If anyone’s going to be honest today they likely wouldn’t have been able to see Bob Odenkirk taking on an action role at any point in his career since his time as Saul in Breaking Bad and in his own series kind of killed that image. But lo and behold, the movie Nobody brought that image to life in such a big way that it couldn’t be denied by anyone that Odenkirk is in fact kind of a badass on screen. But this bus scene is something that one can easily admit has to be a little challenging thanks to the limited space and the different angles that might need to be used in order to get everything to look just right and keep people interested in watching. The difference between a decent fight scene and an awesome fight scene tends to be how it’s shot, how good the choreography is, and of course, how realistic it looks by the end. There are plenty of bus scenes that have occurred in the movies and while some of them have been pretty cool to watch, at least a handful have either been ‘meh’ or not at all realistic.
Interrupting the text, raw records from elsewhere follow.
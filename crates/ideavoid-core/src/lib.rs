//! # IdeaAvoid Core
//!
//! Shared, I/O-free logic for IdeaAvoid: the idea data model, the
//! similarity engine, the internal (corpus) validator, the saturation
//! calculator, aggregation scoring rules, a TTL cache, and the
//! [`search::SearchValidator`] seam implemented by the external search
//! validator in the application crate.
//!
//! This crate contains no tokio, filesystem, or network dependencies.
//!
//! ## Pipeline
//!
//! ```text
//! Idea ──▶ internal::validate_internally ──┐
//!      └─▶ SearchValidator (external) ─────┼─▶ scoring::aggregate_score
//!                                          │      ├─▶ scoring::determine_status
//!                                          │      └─▶ saturation::from_aggregated_score
//! ```

pub mod cache;
pub mod internal;
pub mod models;
pub mod saturation;
pub mod scoring;
pub mod search;
pub mod similarity;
To be fair, any fight scene on a bus isn’t bound to be that realistic since in real life there are consequences and in the movies, those that fight on a bus either aren’t seen again or they manage to get away from the cops or flee before the cops even arrive. But this scene for Nobody is great simply because of the way it’s filmed and because it shows the evolution of the character in a greater way given that Hutch wanted a quiet life so badly that he overcompensated and became what many people thought of as a failure and a wimp. That illusion comes crashing down very quickly when a group of thugs boards the bus that Hutch happens to be on and starts causing trouble. It’s as though a switch has gone off in Hutch and he suddenly realizes that it’s okay to just go with it, no matter the consequences.
The bus scene doesn’t just serve as a means to open Hutch back up to the world in an important way, it also pushes the story forward in a very important manner since one of the thugs he beats down happens to be the brother of a notorious Russian mobster that is bound to seek some sort of payback. That in effect kicks things off in a very big way as Hutch continues his transition back into the person he used to be, in a certain way, while giving one painful reminder after another to those that are after him. The manner in which he does this becomes increasingly violent, which is what a person might expect from a former assassin who’s being backed into a corner, which is exactly where he wanted to be since the warehouse scene that comes later is evidence that Hutch knew more than a little bit about what he was doing. The idea that people can change but still hold onto whatever life experiences they learned before they changed is very strong in this movie since Hutch wanted a simpler life than that of an auditor, or assassin.
One big issue with his dream however is that he took it so far that he eventually became a person that no one really gave a second thought about, and the family he wanted so badly was drifting away from him since he didn’t know how to make things better. Once the switch was flipped though it’s kind of obvious that things started clicking and he was able to come to terms with who he was, who he’d been, and what he was going to do moving forward. The bus scene is kind of the pivotal scene in the movie that take Hutch from being the type of go-nowhere, do-nothing kind of individual, which he isn’t to begin as the audience has found out, to the guy that finally stands up for something and is able to do more than people realize. It’s almost as though the character buried himself so deep that breaking free required a monumental effort to achieve.
But the bus scene is shot in a way that conveys action, emotion, and the fact that while Hutch is insanely tough and skilled, he has to shake off the rust of a few too many years spent doing next to nothing compared to the life he led before he settled down with a family. Sometimes a single scene can make an entire movie, but the bus scene in this instance definitely proved to be the pivot point that the character needed in order to wake up and reclaim at least a part of the life he’d experienced before.